RE: Ceph Hackathon: More Memory Allocator Testing

Dałek, Piotr <Piotr.Dalek@xxxxxxxxxxxxxx> · Thu, 20 Aug 2015 08:25:31 +0200

> -----Original Message-----
> From: ceph-devel-owner@xxxxxxxxxxxxxxx [mailto:ceph-devel-
> owner@xxxxxxxxxxxxxxx] On Behalf Of Allen Samuels
> Sent: Wednesday, August 19, 2015 8:20 PM

> It was a surprising result that the memory allocator is making such a large
> difference in performance. All of the recent work in fiddling with TCmalloc's
> and Jemalloc's various knobs and switches has been excellent a great
> example of group collaboration. But I think it's only a partial optimization of
> the underlying problem. The real take-away from this activity is that the code
> base is doing a LOT of memory allocation/deallocation which is consuming
> substantial CPU time-- regardless of how much we optimize the memory
> allocator, you can't get away from the fact that it macroscopically MATTERs.
> The better long-term solution is to reduce reliance on the general-purpose
> memory allocator and to implement strategies that are more specific to our
> usage model.

That's what some are trying to do right now. See, for example, https://github.com/ceph/ceph/pull/5534 - one of first patches in this patchset increased Ceph performance on small I/O by around 3% - depending on kind of messenger used, it was either decreased CPU usage, increased bandwidth, or both. 

> What really needs to happen initially is to instrument the
> allocation/deallocation. Most likely we'll find that 80+% of the work is coming
> from just a few object classes and it will be easy to create custom allocation
> strategies for those usages.

I've done this in the past, most allocations and deallocations come from bufferlist code itself (for example, in ::rebuild() method). Other than that, it's scattered around entire Ceph code base. Even simple, small message objects (like heartbeats) are constantly allocated and freed. It's especially super-tricky, because buffers are constantly moved between threads, so I guess current Ceph code might constitute a worst-case scenario for memory managers.

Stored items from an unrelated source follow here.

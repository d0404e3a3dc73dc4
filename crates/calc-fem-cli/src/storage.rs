//! File-backed theme storage
//!
//! The file is a flat JSON object of string keys to string values, the
//! same shape `localStorage` exposes. A missing file reads as empty; every
//! write rewrites the whole file.

use std::collections::BTreeMap;
use std::fs;
use std::path::{Path, PathBuf};

use calc_fem::core::{CalcError, CalcResult};
use calc_fem::theme::ThemeStorage;
use tracing::debug;

use crate::error::CliResult;

/// Key/value storage persisted as a JSON object file
#[derive(Debug, Clone)]
pub struct JsonFileStorage {
    path: PathBuf,
    items: BTreeMap<String, String>,
}

impl JsonFileStorage {
    /// Opens the storage file, treating a missing file as empty
    pub fn open(path: impl Into<PathBuf>) -> CliResult<Self> {
        let path = path.into();
        let items = if path.exists() {
            let raw = fs::read_to_string(&path)?;
            if raw.trim().is_empty() {
                BTreeMap::new()
            } else {
                serde_json::from_str(&raw)?
            }
        } else {
            BTreeMap::new()
        };
        debug!(path = %path.display(), entries = items.len(), "opened storage");
        Ok(Self { path, items })
    }

    /// The backing file
    #[must_use]
    pub fn path(&self) -> &Path {
        &self.path
    }

    /// Writes every entry back to disk, creating parent directories
    pub fn flush(&self) -> CliResult<()> {
        if let Some(parent) = self.path.parent() {
            if !parent.as_os_str().is_empty() {
                fs::create_dir_all(parent)?;
            }
        }
        let json = serde_json::to_string_pretty(&self.items)?;
        fs::write(&self.path, json)?;
        Ok(())
    }
}

impl ThemeStorage for JsonFileStorage {
    fn get_item(&self, key: &str) -> CalcResult<Option<String>> {
        Ok(self.items.get(key).cloned())
    }

    fn set_item(&mut self, key: &str, value: &str) -> CalcResult<()> {
        if self.items.get(key).map(String::as_str) == Some(value) && self.path.exists() {
            return Ok(());
        }
        self.items.insert(key.to_string(), value.to_string());
        self.flush().map_err(|e| CalcError::storage(e.to_string()))
    }
}

#[cfg(test)]
#[allow(clippy::unwrap_used, clippy::expect_used)]
mod tests {
    use super::*;
    use calc_fem::theme::{Theme, ThemeSwitcher, THEME_STORAGE_KEY};
    use tempfile::TempDir;

    #[test]
    fn test_missing_file_is_empty() {
        let dir = TempDir::new().unwrap();
        let storage = JsonFileStorage::open(dir.path().join("none.json")).unwrap();
        assert_eq!(storage.get_item(THEME_STORAGE_KEY).unwrap(), None);
    }

    #[test]
    fn test_set_item_creates_parent_dirs() {
        let dir = TempDir::new().unwrap();
        let path = dir.path().join("nested").join("deeper").join("s.json");
        let mut storage = JsonFileStorage::open(&path).unwrap();
        storage.set_item(THEME_STORAGE_KEY, "2").unwrap();
        assert!(path.exists());
    }

    #[test]
    fn test_round_trip_through_file() {
        let dir = TempDir::new().unwrap();
        let path = dir.path().join("s.json");
        let mut storage = JsonFileStorage::open(&path).unwrap();
        storage.set_item(THEME_STORAGE_KEY, "3").unwrap();

        let reopened = JsonFileStorage::open(&path).unwrap();
        assert_eq!(
            reopened.get_item(THEME_STORAGE_KEY).unwrap(),
            Some("3".to_string())
        );
    }

    #[test]
    fn test_file_is_flat_json_object() {
        let dir = TempDir::new().unwrap();
        let path = dir.path().join("s.json");
        let mut storage = JsonFileStorage::open(&path).unwrap();
        storage.set_item(THEME_STORAGE_KEY, "2").unwrap();

        let value: serde_json::Value =
            serde_json::from_str(&fs::read_to_string(&path).unwrap()).unwrap();
        assert_eq!(value[THEME_STORAGE_KEY], "2");
    }

    #[test]
    fn test_unrelated_keys_survive_writes() {
        let dir = TempDir::new().unwrap();
        let path = dir.path().join("s.json");
        fs::write(&path, r#"{"other":"kept"}"#).unwrap();

        let mut storage = JsonFileStorage::open(&path).unwrap();
        storage.set_item(THEME_STORAGE_KEY, "1").unwrap();

        let reopened = JsonFileStorage::open(&path).unwrap();
        assert_eq!(reopened.get_item("other").unwrap(), Some("kept".to_string()));
    }

    #[test]
    fn test_empty_file_is_empty() {
        let dir = TempDir::new().unwrap();
        let path = dir.path().join("s.json");
        fs::write(&path, "").unwrap();
        let storage = JsonFileStorage::open(&path).unwrap();
        assert_eq!(storage.get_item(THEME_STORAGE_KEY).unwrap(), None);
    }

    #[test]
    fn test_malformed_file_is_an_error() {
        let dir = TempDir::new().unwrap();
        let path = dir.path().join("s.json");
        fs::write(&path, "not json").unwrap();
        assert!(matches!(
            JsonFileStorage::open(&path),
            Err(crate::CliError::Json(_))
        ));
    }

    #[test]
    fn test_switcher_over_file_storage() {
        let dir = TempDir::new().unwrap();
        let path = dir.path().join("s.json");

        let mut switcher = ThemeSwitcher::new(JsonFileStorage::open(&path).unwrap());
        assert_eq!(switcher.initial_theme(), Theme::One);
        switcher.select(Theme::Two);

        let switcher = ThemeSwitcher::new(JsonFileStorage::open(&path).unwrap());
        assert_eq!(switcher.initial_theme(), Theme::Two);
    }
}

> This will lead to even higher performance that's
> much less sensitive to easy-to-misconfigure environmental factors and the
> entire tcmalloc/jemalloc -- oops it uses more memory discussion will go
> away.

That memory issue probably won't go away, most high-performance memory allocators do their best to not return freed memory to the OS too soon, so even if application would free some memory, on the OS side it still would be seen as used.
On the bright side, in worst case scenario (physical RAM exhausted), swapping wouldn't be as big issue here, since OS tracks which memory pages are actually used and would move to swap pages that aren't used -- including allocated by memory allocator, but not used by actual application.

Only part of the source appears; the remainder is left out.